MIT's Center for Bits and Atoms has introduced an interesting prototype idea, robots which can assemble new versions of themselves from basic subunits, called voxels.
The new work, from MIT’s Center for Bits and Atoms (CBA), builds on years of research, including recent studies demonstrating that objects such as a deformable airplane wing and a functional racing car could be assembled from tiny identical lightweight pieces — and that robotic devices could be built to carry out some of this assembly work. Now, the team has shown that both the assembler bots and the components of the structure being built can all be made of the same subunits, and the robots can move independently in large numbers to accomplish large-scale assemblies quickly.
A fully autonomous self-replicating robot assembly system capable of both assembling larger structures, including larger robots, and planning the best construction sequence is still years away, Gershenfeld says.
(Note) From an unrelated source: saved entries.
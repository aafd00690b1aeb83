//! Model-service errors.
//!
//! Backends map their native failures into [`LlmError`]. Only these end a
//! conversation turn early; tool and adapter failures travel back to the
//! model as tool results instead.
//!
//! Nothing here is retried. A failed call is reported once.

use serde_json::Value;

/// Why a model-service call failed.
#[derive(Debug, thiserror::Error)]
#[non_exhaustive]
pub enum LlmError {
    /// Transport failure or unexpected status. `status` is `None` when no
    /// response arrived.
    #[error("HTTP error (status={status:?}): {message}")]
    Http {
        /// Response status, if any.
        status: Option<http::StatusCode>,
        /// What went wrong.
        message: String,
    },

    /// The credential was missing or refused (401/403).
    #[error("Authentication error: {0}")]
    Auth(String),

    /// The service rejected the request as malformed (400).
    #[error("Invalid request: {0}")]
    InvalidRequest(String),

    /// The response body or stream could not be decoded.
    #[error("Response format error: {message}")]
    ResponseFormat {
        /// What could not be decoded.
        message: String,
        /// The offending body, when it is available.
        raw: String,
    },

    /// A value did not satisfy a JSON schema.
    #[error("Schema validation error: {message}")]
    SchemaValidation {
        /// Every violation, joined.
        message: String,
        /// The schema checked against.
        schema: Value,
        /// The rejected value.
        actual: Value,
    },

    /// The call did not finish before its deadline.
    #[error("Operation timed out after {elapsed_ms}ms")]
    Timeout {
        /// Time waited before giving up.
        elapsed_ms: u64,
    },

    /// The model kept requesting tools past the per-turn limit.
    #[error("Turn exceeded {limit} model iterations")]
    IterationLimit {
        /// The configured maximum.
        limit: u32,
    },
}

impl From<serde_json::Error> for LlmError {
    fn from(err: serde_json::Error) -> Self {
        Self::ResponseFormat {
            message: err.to_string(),
            raw: String::new(),
        }
    }
}
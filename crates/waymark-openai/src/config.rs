//! Backend settings.

use std::time::Duration;

/// Settings for [`OpenAiProvider`](crate::OpenAiProvider).
///
/// Any service speaking the Chat Completions protocol works; point
/// `base_url` at it.
///
/// ```rust
/// use waymark_openai::OpenAiConfig;
///
/// let config = OpenAiConfig {
///     api_key: "sk-...".into(),
///     base_url: "http://localhost:8080/v1".into(),
///     ..Default::default()
/// };
/// assert_eq!(config.model, "gpt-5-mini");
/// ```
#[derive(Clone)]
pub struct OpenAiConfig {
    /// Bearer token. Never printed by `Debug`.
    pub api_key: String,
    /// Model name sent with every request.
    pub model: String,
    /// API root, without `/chat/completions`.
    pub base_url: String,
    /// Whole-request timeout. `None` leaves reqwest's default in place.
    pub timeout: Option<Duration>,
    /// Shared HTTP client; one is built when `None`.
    pub client: Option<reqwest::Client>,
}

impl Default for OpenAiConfig {
    fn default() -> Self {
        Self {
            api_key: String::new(),
            model: "gpt-5-mini".into(),
            base_url: "https://api.openai.com/v1".into(),
            timeout: None,
            client: None,
        }
    }
}

impl std::fmt::Debug for OpenAiConfig {
    fn fmt(&self, f: &mut std::fmt::Formatter<'_>) -> std::fmt::Result {
        let key = if self.api_key.is_empty() { "<unset>" } else { "[REDACTED]" };
        f.debug_struct("OpenAiConfig")
            .field("api_key", &key)
            .field("model", &self.model)
            .field("base_url", &self.base_url)
            .field("timeout", &self.timeout)
            .field("shared_client", &self.client.is_some())
            .finish()
    }
}

#[cfg(test)]
mod tests {
    use super::*;

    #[test]
    fn test_defaults_target_public_api() {
        let config = OpenAiConfig::default();
        assert_eq!(config.base_url, "https://api.openai.com/v1");
        assert!(config.api_key.is_empty());
        assert!(config.client.is_none());
    }

    #[test]
    fn test_debug_hides_key() {
        let config = OpenAiConfig {
            api_key: "sk-super-secret".into(),
            ..Default::default()
        };
        let shown = format!("{config:?}");
        assert!(!shown.contains("sk-super-secret"));
        assert!(shown.contains("[REDACTED]"));
        assert!(format!("{:?}", OpenAiConfig::default()).contains("<unset>"));
    }
}
//! Error types.

use core::fmt;

/// Result type.
pub type Result<T> = core::result::Result<T, Error>;

/// Error type returned by every fallible operation in this crate.
#[derive(Copy, Clone, Debug, Eq, PartialEq)]
pub struct Error {
    kind: ErrorKind,
    context: Option<&'static str>,
}

impl Error {
    /// Create a new [`Error`] with no additional context.
    pub const fn new(kind: ErrorKind) -> Self {
        Error {
            kind,
            context: None,
        }
    }

    /// Create a new [`Error`], annotated with a short static description of
    /// where it occurred (e.g. `"encryption failed"`).
    pub const fn with_context(kind: ErrorKind, context: &'static str) -> Self {
        Error {
            kind,
            context: Some(context),
        }
    }

    /// Get the [`ErrorKind`] which occurred.
    pub fn kind(self) -> ErrorKind {
        self.kind
    }
}

impl fmt::Display for Error {
    fn fmt(&self, f: &mut fmt::Formatter<'_>) -> fmt::Result {
        write!(f, "{}", self.kind)?;

        if let Some(context) = self.context {
            write!(f, ": {context}")?;
        }

        Ok(())
    }
}

impl From<ErrorKind> for Error {
    fn from(kind: ErrorKind) -> Error {
        Error::new(kind)
    }
}

#[cfg(feature = "std")]
impl std::error::Error for Error {}

/// The five kinds of failure this crate's components can report.
#[derive(Copy, Clone, Debug, Eq, PartialEq)]
#[non_exhaustive]
pub enum ErrorKind {
    /// A null/undersized key, IV or salt, a non-positive count, or an input
    /// that fails some other documented length constraint.
    InvalidParameter,

    /// The AES engine was used before `init`, or was asked to process a
    /// block with an inconsistent internal state.
    EngineState,

    /// The input is not a well-formed instance of this crate's DER profile:
    /// wrong tag, truncated length, length overrunning the input, trailing
    /// bytes after the outer `SEQUENCE`, an `INTEGER` payload longer than 4
    /// bytes, or a container version other than `0`.
    MalformedDer,

    /// The CFB encryption or decryption step itself failed (wraps an
    /// underlying [`EngineState`](ErrorKind::EngineState) error).
    CryptoFailure,

    /// The HMAC tag stored in a container did not match the tag computed
    /// over the recovered plaintext.
    IntegrityFailure,
}

impl fmt::Display for ErrorKind {
    fn fmt(&self, f: &mut fmt::Formatter<'_>) -> fmt::Result {
        match self {
            ErrorKind::InvalidParameter => write!(f, "invalid parameter"),
            ErrorKind::EngineState => write!(f, "engine used in an invalid state"),
            ErrorKind::MalformedDer => write!(f, "malformed DER"),
            ErrorKind::CryptoFailure => write!(f, "cryptographic operation failed"),
            ErrorKind::IntegrityFailure => write!(f, "HMAC verification failed"),
        }
    }
}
But the new work makes important strides toward that goal, including working out the complex tasks of when to build more robots and how big to make them, as well as how to organize swarms of bots of different sizes to build a structure efficiently without crashing into each other.
As in previous experiments, the new system involves large, usable structures built from an array of tiny identical subunits called voxels (the volumetric equivalent of a 2-D pixel). But while earlier voxels were purely mechanical structural pieces, the team has now developed complex voxels that each can carry both power and data from one unit to the next. This could enable the building of structures that can not only bear loads but also carry out work, such as lifting, moving and manipulating materials — including the voxels themselves.
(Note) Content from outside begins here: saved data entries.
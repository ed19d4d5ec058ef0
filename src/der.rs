//! A minimal DER codec for the single ASN.1 profile this crate needs:
//! `SEQUENCE` of `INTEGER` and `OCTET STRING`.

use crate::error::{Error, ErrorKind, Result};
use alloc::vec::Vec;

const TAG_INTEGER: u8 = 0x02;
const TAG_OCTET_STRING: u8 = 0x04;
const TAG_SEQUENCE: u8 = 0x30;

/// A byte range `(start, len)` into a parsed buffer.
pub type Range = (usize, usize);

/// Ordered builder for a DER `SEQUENCE` of `INTEGER`/`OCTET STRING` items.
#[derive(Debug, Default)]
pub struct DerEncoder {
    items: Vec<(u8, Vec<u8>)>,
}

impl DerEncoder {
    /// Create an empty encoder.
    pub fn new() -> Self {
        Self { items: Vec::new() }
    }

    /// Append an `OCTET STRING` item. `None` is silently ignored, matching
    /// the source library's defensive null-tolerance.
    pub fn append_octet_string(&mut self, bytes: Option<&[u8]>) {
        if let Some(bytes) = bytes {
            self.items.push((TAG_OCTET_STRING, bytes.to_vec()));
        }
    }

    /// Append an `INTEGER` item, two's-complement big-endian minimal
    /// encoding with at most one sign-preserving pad byte.
    pub fn append_int(&mut self, value: i32) {
        self.items.push((TAG_INTEGER, encode_integer(value)));
    }

    /// Encode the accumulated items as a DER `SEQUENCE`.
    pub fn encode(&self) -> Result<Vec<u8>> {
        let mut inner = Vec::new();
        for (tag, payload) in &self.items {
            inner.push(*tag);
            push_length(&mut inner, payload.len())?;
            inner.extend_from_slice(payload);
        }

        let mut out = Vec::with_capacity(inner.len() + 4);
        out.push(TAG_SEQUENCE);
        push_length(&mut out, inner.len())?;
        out.extend_from_slice(&inner);
        Ok(out)
    }
}

/// Two's-complement big-endian minimal encoding of a signed 32-bit integer.
fn encode_integer(value: i32) -> Vec<u8> {
    if value == 0 {
        return alloc::vec![0x00];
    }
    if value == -1 {
        return alloc::vec![0xFF];
    }

    let bytes = value.to_be_bytes();
    let mut start = 0;
    if value > 0 {
        while start < 3 && bytes[start] == 0x00 && bytes[start + 1] & 0x80 == 0 {
            start += 1;
        }
        let mut out = bytes[start..].to_vec();
        if out[0] & 0x80 != 0 {
            out.insert(0, 0x00);
        }
        out
    } else {
        while start < 3 && bytes[start] == 0xFF && bytes[start + 1] & 0x80 != 0 {
            start += 1;
        }
        let mut out = bytes[start..].to_vec();
        if out[0] & 0x80 == 0 {
            out.insert(0, 0xFF);
        }
        out
    }
}

/// DER length-of-length encoding: short form for `len <= 127`, otherwise a
/// `0x80 | k` leading byte followed by `len` as a `k`-byte big-endian
/// unsigned integer. Never emits a non-minimal form.
fn push_length(out: &mut Vec<u8>, len: usize) -> Result<()> {
    if len <= 0x7f {
        out.push(len as u8);
        return Ok(());
    }

    let be = len.to_be_bytes();
    let first_nonzero = be.iter().position(|&b| b != 0).unwrap_or(be.len() - 1);
    let minimal = &be[first_nonzero..];
    if minimal.len() > 4 {
        return Err(Error::new(ErrorKind::MalformedDer));
    }

    out.push(0x80 | minimal.len() as u8);
    out.extend_from_slice(minimal);
    Ok(())
}

/// Cursor-based DER decoder over a borrowed buffer. `parse_*` operations
/// return `(start, len)` ranges into the original buffer rather than
/// copies; call [`to_byte_array`](DerDecoder::to_byte_array) to materialize
/// a payload.
#[derive(Debug)]
pub struct DerDecoder<'a> {
    data: &'a [u8],
    pos: usize,
}

impl<'a> DerDecoder<'a> {
    /// Construct a decoder with the cursor at position 0.
    pub fn new(data: &'a [u8]) -> Self {
        Self { data, pos: 0 }
    }

    /// Current cursor position.
    pub fn position(&self) -> usize {
        self.pos
    }

    /// `true` iff the cursor is strictly before the end of the buffer.
    pub fn more_data(&self) -> bool {
        Self::more_data_at(self.data, self.pos)
    }

    /// `true` iff `pos` is strictly before the end of the buffer.
    pub fn more_data_at(data: &[u8], pos: usize) -> bool {
        pos < data.len()
    }

    /// Parse a `SEQUENCE` header, advancing the cursor to the start of its
    /// payload (not past it — nested items are parsed from there).
    pub fn parse_sequence(&mut self) -> Result<Range> {
        self.parse_header(TAG_SEQUENCE, false)
    }

    /// Parse an `INTEGER` header, advancing the cursor past its payload.
    pub fn parse_integer(&mut self) -> Result<Range> {
        self.parse_header(TAG_INTEGER, true)
    }

    /// Parse an `OCTET STRING` header, advancing the cursor past its
    /// payload.
    pub fn parse_octet_string(&mut self) -> Result<Range> {
        self.parse_header(TAG_OCTET_STRING, true)
    }

    fn parse_header(&mut self, expected_tag: u8, advance_past_payload: bool) -> Result<Range> {
        let tag = self.byte()?;
        if tag != expected_tag {
            return Err(Error::new(ErrorKind::MalformedDer));
        }

        let len = self.read_length()?;
        let start = self.pos;
        let end = start
            .checked_add(len)
            .ok_or_else(|| Error::new(ErrorKind::MalformedDer))?;
        if end > self.data.len() {
            return Err(Error::new(ErrorKind::MalformedDer));
        }

        if advance_past_payload {
            self.pos = end;
        }
        Ok((start, len))
    }

    fn byte(&mut self) -> Result<u8> {
        let b = *self
            .data
            .get(self.pos)
            .ok_or_else(|| Error::new(ErrorKind::MalformedDer))?;
        self.pos += 1;
        Ok(b)
    }

    fn read_length(&mut self) -> Result<usize> {
        let first = self.byte()?;
        if first < 0x80 {
            return Ok(first as usize);
        }

        let k = (first & 0x7f) as usize;
        // 0x80 itself (k == 0) is the indefinite-length form, invalid in DER.
        if k == 0 || k > 4 {
            return Err(Error::new(ErrorKind::MalformedDer));
        }
        if self.pos + k > self.data.len() {
            return Err(Error::new(ErrorKind::MalformedDer));
        }

        let mut len: usize = 0;
        for _ in 0..k {
            len = (len << 8) | self.byte()? as usize;
        }
        Ok(len)
    }

    /// Interpret `range` as a two's-complement big-endian signed integer.
    /// Rejects payloads longer than 4 bytes (this profile's constraint).
    /// Fails with [`ErrorKind::MalformedDer`], rather than panicking, if
    /// `range` does not lie within this decoder's buffer — `Range` is a
    /// bare tuple, so a caller can hand back a range obtained from a
    /// different decoder or buffer.
    pub fn to_int(&self, range: Range) -> Result<i32> {
        let bytes = self.range_bytes(range)?;
        if bytes.is_empty() || bytes.len() > 4 {
            return Err(Error::new(ErrorKind::MalformedDer));
        }

        let mut value: i32 = if bytes[0] & 0x80 != 0 { -1 } else { 0 };
        for &b in bytes {
            value = (value << 8) | i32::from(b);
        }
        Ok(value)
    }

    /// Copy out the bytes of `range`. Fails with
    /// [`ErrorKind::MalformedDer`], rather than panicking, if `range` does
    /// not lie within this decoder's buffer.
    pub fn to_byte_array(&self, range: Range) -> Result<Vec<u8>> {
        Ok(self.range_bytes(range)?.to_vec())
    }

    /// Validate that `range` lies within `self.data` and return the slice
    /// it describes.
    fn range_bytes(&self, range: Range) -> Result<&[u8]> {
        let (start, len) = range;
        let end = start
            .checked_add(len)
            .ok_or_else(|| Error::new(ErrorKind::MalformedDer))?;
        self.data
            .get(start..end)
            .ok_or_else(|| Error::new(ErrorKind::MalformedDer))
    }
}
"Building self-replicating systems is a classic challenge not just in science, but even in the science fiction literature — something that only nature has really achieved so far, so this is extremely exciting work," says Sandor Fekete, a professor of algorithmics in the Department of Computer Science at Technical University Braunschweig, Germany, who was not associated with this work.
One of the earliest science fictional references to the idea of robots that build other robots is The Mechanical Mice, a 1941 short story by Maurice G. Hugi. He describes the robot mother, a device able to scavenge materials and parts to recreate itself:
He said, "The Robot Mother! That's what I made - a duplicate of the Robot Mother. I didn't realize it, but I was patiently building the most dangerous thing in creation, a thing that is a terrible menace because it shares with mankind the ability to propagate. Thank Heaven we stopped it in time!"
The first scientist to write about self-reproducing automata was John von Neumann, who delivered a lecture in 1948 called "General and Logical Theory of Automata" at a symposium in Pasadena, California. Science fiction appears to have anticipated this development.